What needs to be done: Pull each line holding "fixed" out of the entries below.

>>>

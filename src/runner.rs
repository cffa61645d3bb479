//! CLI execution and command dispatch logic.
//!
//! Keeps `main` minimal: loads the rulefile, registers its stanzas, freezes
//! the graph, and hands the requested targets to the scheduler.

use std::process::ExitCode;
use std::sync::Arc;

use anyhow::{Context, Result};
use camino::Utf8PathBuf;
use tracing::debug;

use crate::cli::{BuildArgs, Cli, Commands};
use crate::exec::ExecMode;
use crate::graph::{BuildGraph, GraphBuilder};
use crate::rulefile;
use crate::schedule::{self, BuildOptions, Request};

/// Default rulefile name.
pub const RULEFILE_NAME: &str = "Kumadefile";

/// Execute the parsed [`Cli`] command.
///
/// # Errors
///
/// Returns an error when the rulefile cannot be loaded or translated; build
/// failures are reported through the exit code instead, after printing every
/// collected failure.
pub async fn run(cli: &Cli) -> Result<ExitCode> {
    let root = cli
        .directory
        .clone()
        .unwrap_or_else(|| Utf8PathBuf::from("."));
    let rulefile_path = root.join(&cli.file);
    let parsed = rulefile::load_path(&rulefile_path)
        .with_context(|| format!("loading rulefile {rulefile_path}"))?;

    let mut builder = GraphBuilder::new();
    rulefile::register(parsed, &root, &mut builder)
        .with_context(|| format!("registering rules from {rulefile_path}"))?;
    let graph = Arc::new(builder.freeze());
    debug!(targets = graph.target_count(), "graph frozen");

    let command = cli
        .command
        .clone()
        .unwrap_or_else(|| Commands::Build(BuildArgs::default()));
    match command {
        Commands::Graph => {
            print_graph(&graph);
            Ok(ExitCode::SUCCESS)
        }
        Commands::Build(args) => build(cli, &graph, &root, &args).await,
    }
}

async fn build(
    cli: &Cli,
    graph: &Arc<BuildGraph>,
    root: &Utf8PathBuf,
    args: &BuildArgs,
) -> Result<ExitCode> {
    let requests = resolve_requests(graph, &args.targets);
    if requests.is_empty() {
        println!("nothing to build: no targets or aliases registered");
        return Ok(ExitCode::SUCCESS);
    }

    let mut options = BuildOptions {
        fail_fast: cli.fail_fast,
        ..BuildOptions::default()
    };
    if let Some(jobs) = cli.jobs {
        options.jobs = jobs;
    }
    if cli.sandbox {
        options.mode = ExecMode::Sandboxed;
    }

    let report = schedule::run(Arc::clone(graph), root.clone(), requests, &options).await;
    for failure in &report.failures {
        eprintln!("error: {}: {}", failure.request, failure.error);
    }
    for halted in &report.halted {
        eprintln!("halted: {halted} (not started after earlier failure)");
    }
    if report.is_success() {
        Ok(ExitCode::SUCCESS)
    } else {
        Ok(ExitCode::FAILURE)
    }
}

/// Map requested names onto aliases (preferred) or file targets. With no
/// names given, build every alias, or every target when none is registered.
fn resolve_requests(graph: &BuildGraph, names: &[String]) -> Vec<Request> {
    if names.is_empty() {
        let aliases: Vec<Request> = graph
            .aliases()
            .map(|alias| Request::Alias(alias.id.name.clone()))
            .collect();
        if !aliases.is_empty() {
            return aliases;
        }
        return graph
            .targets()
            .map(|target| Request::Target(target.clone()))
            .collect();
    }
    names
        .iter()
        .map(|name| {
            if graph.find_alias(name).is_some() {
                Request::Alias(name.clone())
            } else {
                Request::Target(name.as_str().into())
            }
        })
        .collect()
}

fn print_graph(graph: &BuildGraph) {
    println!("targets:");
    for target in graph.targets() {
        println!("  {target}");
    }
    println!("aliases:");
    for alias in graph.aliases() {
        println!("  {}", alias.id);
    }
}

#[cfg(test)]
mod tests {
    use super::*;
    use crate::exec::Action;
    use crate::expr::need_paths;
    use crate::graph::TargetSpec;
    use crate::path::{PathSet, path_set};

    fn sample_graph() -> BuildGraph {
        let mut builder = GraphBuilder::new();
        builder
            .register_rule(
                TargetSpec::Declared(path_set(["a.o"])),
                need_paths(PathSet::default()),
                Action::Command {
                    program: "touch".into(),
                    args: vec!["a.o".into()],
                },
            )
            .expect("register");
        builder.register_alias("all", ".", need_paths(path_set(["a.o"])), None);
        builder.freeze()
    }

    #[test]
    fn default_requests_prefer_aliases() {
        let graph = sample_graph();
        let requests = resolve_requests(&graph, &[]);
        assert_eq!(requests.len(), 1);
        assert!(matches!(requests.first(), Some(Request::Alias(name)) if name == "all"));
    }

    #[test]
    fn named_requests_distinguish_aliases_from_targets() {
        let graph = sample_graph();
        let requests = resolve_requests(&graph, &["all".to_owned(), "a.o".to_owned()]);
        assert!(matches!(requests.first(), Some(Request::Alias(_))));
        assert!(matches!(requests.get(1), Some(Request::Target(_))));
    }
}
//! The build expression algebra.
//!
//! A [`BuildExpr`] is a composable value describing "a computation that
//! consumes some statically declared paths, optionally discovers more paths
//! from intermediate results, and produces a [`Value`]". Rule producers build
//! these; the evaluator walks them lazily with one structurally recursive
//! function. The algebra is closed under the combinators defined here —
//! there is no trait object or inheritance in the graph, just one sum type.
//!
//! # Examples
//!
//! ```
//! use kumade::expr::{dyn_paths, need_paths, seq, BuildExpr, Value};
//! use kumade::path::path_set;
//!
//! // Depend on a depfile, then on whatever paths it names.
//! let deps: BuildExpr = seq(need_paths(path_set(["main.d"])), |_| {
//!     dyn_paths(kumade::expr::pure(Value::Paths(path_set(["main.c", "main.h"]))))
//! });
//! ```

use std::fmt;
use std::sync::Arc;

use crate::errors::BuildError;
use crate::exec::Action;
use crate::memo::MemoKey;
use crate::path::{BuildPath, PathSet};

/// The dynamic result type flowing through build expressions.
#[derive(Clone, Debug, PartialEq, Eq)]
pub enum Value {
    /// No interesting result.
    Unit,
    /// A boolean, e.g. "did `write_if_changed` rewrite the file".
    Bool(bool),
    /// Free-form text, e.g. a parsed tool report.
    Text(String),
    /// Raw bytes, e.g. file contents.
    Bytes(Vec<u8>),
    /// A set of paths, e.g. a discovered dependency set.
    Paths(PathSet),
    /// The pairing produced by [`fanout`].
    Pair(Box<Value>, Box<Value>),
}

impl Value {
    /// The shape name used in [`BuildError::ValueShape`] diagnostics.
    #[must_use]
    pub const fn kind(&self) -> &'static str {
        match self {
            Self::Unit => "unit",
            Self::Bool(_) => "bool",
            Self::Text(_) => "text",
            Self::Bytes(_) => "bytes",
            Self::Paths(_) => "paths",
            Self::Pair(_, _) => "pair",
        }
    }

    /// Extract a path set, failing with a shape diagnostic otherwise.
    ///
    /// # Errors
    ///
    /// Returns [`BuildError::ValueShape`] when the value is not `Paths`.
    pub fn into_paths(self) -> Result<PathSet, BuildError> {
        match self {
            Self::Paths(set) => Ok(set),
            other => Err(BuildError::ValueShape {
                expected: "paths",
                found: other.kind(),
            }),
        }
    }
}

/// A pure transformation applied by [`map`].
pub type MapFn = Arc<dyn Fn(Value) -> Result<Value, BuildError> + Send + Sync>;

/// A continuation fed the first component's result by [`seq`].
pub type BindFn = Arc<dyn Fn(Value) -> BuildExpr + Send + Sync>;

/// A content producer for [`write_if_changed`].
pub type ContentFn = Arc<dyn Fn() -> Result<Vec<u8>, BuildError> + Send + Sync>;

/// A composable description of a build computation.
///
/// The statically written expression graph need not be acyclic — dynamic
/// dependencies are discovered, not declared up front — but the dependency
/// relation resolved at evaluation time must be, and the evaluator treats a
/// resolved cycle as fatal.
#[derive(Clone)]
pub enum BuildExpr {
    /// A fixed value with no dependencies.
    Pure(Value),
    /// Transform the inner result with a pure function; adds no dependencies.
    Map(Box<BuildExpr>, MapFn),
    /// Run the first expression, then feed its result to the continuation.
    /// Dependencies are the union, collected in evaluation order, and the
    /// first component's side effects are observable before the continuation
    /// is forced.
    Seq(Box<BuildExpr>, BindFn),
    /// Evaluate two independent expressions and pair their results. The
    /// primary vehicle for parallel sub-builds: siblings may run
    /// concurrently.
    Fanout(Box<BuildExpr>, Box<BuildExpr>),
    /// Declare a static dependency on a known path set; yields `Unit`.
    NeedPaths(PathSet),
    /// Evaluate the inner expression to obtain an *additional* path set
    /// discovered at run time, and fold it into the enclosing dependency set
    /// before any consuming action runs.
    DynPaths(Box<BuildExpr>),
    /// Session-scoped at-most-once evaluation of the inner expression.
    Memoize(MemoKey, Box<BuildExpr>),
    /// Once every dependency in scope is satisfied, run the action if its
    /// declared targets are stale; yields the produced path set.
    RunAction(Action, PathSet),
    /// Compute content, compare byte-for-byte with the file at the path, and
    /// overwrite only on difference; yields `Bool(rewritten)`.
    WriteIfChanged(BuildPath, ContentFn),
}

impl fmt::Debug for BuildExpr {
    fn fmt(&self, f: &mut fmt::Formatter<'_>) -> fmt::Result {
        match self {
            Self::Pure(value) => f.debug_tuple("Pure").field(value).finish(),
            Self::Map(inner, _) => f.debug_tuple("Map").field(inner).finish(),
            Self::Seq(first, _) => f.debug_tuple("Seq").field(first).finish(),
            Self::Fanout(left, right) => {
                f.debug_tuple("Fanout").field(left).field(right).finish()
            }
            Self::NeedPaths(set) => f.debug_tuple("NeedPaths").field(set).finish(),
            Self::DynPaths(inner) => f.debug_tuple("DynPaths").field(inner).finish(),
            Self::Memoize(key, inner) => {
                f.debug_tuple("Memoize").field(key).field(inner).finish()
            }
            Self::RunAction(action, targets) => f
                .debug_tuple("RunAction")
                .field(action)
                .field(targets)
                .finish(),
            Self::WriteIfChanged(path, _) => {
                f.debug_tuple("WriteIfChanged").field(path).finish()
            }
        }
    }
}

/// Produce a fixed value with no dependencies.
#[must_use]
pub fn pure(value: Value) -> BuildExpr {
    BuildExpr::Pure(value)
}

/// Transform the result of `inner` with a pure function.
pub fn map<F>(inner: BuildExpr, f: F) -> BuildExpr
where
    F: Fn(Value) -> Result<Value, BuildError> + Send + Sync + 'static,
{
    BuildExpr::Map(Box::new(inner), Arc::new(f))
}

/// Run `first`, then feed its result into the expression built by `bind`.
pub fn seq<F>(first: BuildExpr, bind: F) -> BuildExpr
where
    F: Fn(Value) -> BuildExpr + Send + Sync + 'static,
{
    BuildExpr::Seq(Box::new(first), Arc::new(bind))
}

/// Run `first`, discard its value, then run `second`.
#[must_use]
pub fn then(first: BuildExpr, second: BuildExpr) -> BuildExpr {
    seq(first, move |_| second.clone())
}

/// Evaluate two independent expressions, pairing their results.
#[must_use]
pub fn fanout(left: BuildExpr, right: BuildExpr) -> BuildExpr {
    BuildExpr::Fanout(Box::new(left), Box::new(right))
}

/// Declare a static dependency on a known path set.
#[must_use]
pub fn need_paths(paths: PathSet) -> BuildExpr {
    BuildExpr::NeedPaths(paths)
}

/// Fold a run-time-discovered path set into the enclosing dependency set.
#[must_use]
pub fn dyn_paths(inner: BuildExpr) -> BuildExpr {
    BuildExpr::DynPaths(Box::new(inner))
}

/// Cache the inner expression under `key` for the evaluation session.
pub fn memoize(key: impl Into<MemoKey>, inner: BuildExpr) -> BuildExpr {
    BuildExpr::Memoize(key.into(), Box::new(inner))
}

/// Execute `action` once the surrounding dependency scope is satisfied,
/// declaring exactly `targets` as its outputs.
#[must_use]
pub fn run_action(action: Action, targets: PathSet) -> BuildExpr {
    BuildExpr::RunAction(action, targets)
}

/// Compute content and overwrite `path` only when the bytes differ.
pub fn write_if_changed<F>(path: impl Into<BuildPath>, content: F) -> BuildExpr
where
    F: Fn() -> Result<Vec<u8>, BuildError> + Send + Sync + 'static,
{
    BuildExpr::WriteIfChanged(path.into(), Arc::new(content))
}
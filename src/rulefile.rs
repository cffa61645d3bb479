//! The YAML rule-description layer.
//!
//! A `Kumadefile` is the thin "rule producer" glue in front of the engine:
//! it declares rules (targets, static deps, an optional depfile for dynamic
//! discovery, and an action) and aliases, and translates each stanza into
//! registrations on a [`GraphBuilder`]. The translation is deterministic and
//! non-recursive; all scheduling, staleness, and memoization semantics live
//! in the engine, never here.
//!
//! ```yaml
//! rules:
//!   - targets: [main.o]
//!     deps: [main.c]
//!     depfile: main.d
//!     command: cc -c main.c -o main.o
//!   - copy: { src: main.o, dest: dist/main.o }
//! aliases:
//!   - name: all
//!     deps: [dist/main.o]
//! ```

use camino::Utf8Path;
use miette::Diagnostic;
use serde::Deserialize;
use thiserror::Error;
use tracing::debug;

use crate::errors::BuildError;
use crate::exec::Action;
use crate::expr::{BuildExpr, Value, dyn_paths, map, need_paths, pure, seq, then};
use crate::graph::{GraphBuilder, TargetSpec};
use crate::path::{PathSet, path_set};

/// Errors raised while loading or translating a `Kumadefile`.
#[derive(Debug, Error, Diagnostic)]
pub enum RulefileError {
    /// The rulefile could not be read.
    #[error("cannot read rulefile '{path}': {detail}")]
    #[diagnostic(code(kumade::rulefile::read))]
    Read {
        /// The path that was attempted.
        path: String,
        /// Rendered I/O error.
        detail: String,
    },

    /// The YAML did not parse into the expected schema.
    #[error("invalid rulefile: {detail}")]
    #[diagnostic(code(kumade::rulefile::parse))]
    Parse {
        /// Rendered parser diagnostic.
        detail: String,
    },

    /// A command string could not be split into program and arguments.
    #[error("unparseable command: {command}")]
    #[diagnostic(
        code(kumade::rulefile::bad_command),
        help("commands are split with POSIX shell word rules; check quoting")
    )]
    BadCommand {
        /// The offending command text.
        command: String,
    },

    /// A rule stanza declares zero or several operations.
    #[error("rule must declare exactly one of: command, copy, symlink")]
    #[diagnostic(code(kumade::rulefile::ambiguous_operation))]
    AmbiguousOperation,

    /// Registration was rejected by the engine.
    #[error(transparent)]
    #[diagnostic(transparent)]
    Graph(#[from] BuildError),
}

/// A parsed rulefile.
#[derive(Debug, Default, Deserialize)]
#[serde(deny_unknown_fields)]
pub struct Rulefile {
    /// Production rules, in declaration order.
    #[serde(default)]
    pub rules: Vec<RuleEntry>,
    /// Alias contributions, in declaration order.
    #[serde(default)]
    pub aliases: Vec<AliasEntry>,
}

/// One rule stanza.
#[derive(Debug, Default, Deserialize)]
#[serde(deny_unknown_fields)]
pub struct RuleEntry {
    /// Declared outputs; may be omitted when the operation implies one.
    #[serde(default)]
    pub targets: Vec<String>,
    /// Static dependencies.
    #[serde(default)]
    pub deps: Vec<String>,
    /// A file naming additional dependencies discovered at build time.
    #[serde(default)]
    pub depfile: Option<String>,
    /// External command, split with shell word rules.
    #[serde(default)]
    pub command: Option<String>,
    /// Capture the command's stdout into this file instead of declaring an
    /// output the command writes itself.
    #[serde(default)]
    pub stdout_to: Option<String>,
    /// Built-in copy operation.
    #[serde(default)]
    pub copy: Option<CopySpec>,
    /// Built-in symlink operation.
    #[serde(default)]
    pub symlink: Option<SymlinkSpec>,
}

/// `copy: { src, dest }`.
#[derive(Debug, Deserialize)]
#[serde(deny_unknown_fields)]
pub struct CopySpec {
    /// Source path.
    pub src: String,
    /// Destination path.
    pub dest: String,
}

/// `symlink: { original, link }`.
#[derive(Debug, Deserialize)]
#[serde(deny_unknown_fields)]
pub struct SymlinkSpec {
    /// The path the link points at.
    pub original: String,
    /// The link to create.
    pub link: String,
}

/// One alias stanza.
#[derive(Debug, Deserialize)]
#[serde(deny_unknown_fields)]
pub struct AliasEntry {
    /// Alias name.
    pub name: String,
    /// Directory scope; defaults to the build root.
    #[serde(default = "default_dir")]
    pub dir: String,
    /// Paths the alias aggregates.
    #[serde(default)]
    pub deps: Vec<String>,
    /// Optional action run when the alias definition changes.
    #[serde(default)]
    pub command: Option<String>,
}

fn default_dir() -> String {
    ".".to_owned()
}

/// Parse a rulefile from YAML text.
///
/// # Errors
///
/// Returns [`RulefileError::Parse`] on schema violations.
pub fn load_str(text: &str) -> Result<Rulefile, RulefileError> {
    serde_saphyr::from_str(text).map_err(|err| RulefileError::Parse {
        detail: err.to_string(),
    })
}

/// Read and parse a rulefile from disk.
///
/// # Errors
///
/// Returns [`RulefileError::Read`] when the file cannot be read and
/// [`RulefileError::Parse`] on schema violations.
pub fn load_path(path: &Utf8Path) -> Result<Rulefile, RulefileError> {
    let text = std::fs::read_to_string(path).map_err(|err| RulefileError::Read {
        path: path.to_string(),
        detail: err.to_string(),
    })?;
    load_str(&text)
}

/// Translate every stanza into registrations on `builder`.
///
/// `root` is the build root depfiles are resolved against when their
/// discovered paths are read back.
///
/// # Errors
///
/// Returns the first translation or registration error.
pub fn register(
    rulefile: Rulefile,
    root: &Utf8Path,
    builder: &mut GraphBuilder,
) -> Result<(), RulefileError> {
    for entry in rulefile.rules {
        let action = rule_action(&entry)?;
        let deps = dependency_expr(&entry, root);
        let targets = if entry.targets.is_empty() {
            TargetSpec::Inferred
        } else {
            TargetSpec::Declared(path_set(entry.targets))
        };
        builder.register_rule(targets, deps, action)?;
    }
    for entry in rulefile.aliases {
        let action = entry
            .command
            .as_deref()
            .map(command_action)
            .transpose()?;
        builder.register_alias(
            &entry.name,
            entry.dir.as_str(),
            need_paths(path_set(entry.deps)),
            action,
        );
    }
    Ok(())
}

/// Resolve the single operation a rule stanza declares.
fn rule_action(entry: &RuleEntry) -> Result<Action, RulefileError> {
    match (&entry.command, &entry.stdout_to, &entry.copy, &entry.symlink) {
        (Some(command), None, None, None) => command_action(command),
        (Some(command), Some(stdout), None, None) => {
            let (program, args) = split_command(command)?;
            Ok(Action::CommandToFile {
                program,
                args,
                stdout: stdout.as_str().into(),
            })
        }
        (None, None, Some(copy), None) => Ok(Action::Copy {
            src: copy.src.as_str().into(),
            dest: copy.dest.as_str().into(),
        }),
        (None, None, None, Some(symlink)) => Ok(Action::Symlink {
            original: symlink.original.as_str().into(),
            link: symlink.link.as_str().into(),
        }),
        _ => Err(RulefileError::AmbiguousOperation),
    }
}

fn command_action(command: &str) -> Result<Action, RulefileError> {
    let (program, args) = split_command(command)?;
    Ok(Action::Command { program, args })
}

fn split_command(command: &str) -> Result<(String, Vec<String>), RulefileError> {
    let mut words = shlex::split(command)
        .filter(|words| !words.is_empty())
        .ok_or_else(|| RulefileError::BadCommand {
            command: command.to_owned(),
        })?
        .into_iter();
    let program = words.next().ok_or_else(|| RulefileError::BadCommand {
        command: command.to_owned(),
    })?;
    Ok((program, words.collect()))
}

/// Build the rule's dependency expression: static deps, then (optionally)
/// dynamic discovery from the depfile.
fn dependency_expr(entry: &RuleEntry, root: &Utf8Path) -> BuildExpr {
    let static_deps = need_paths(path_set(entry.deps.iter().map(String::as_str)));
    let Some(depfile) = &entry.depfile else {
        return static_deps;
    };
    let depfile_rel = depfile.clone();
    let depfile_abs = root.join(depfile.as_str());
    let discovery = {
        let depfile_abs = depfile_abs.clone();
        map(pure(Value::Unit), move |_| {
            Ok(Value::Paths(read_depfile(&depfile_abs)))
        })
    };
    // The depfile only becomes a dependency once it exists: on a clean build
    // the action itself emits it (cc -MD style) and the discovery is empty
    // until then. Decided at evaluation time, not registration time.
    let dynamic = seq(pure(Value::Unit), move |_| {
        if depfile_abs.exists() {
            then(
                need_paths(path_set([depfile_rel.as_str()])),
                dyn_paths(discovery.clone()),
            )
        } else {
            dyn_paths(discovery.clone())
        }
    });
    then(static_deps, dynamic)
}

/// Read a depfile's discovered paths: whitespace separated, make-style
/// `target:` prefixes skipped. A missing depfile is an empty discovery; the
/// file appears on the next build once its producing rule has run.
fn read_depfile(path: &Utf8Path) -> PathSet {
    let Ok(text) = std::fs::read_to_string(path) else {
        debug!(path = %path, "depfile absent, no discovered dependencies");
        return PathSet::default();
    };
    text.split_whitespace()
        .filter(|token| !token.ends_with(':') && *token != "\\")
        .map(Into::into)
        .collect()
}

<<<

Exercise output:
    /// A fixed value with no dependencies.
/// Produce a fixed value with no dependencies.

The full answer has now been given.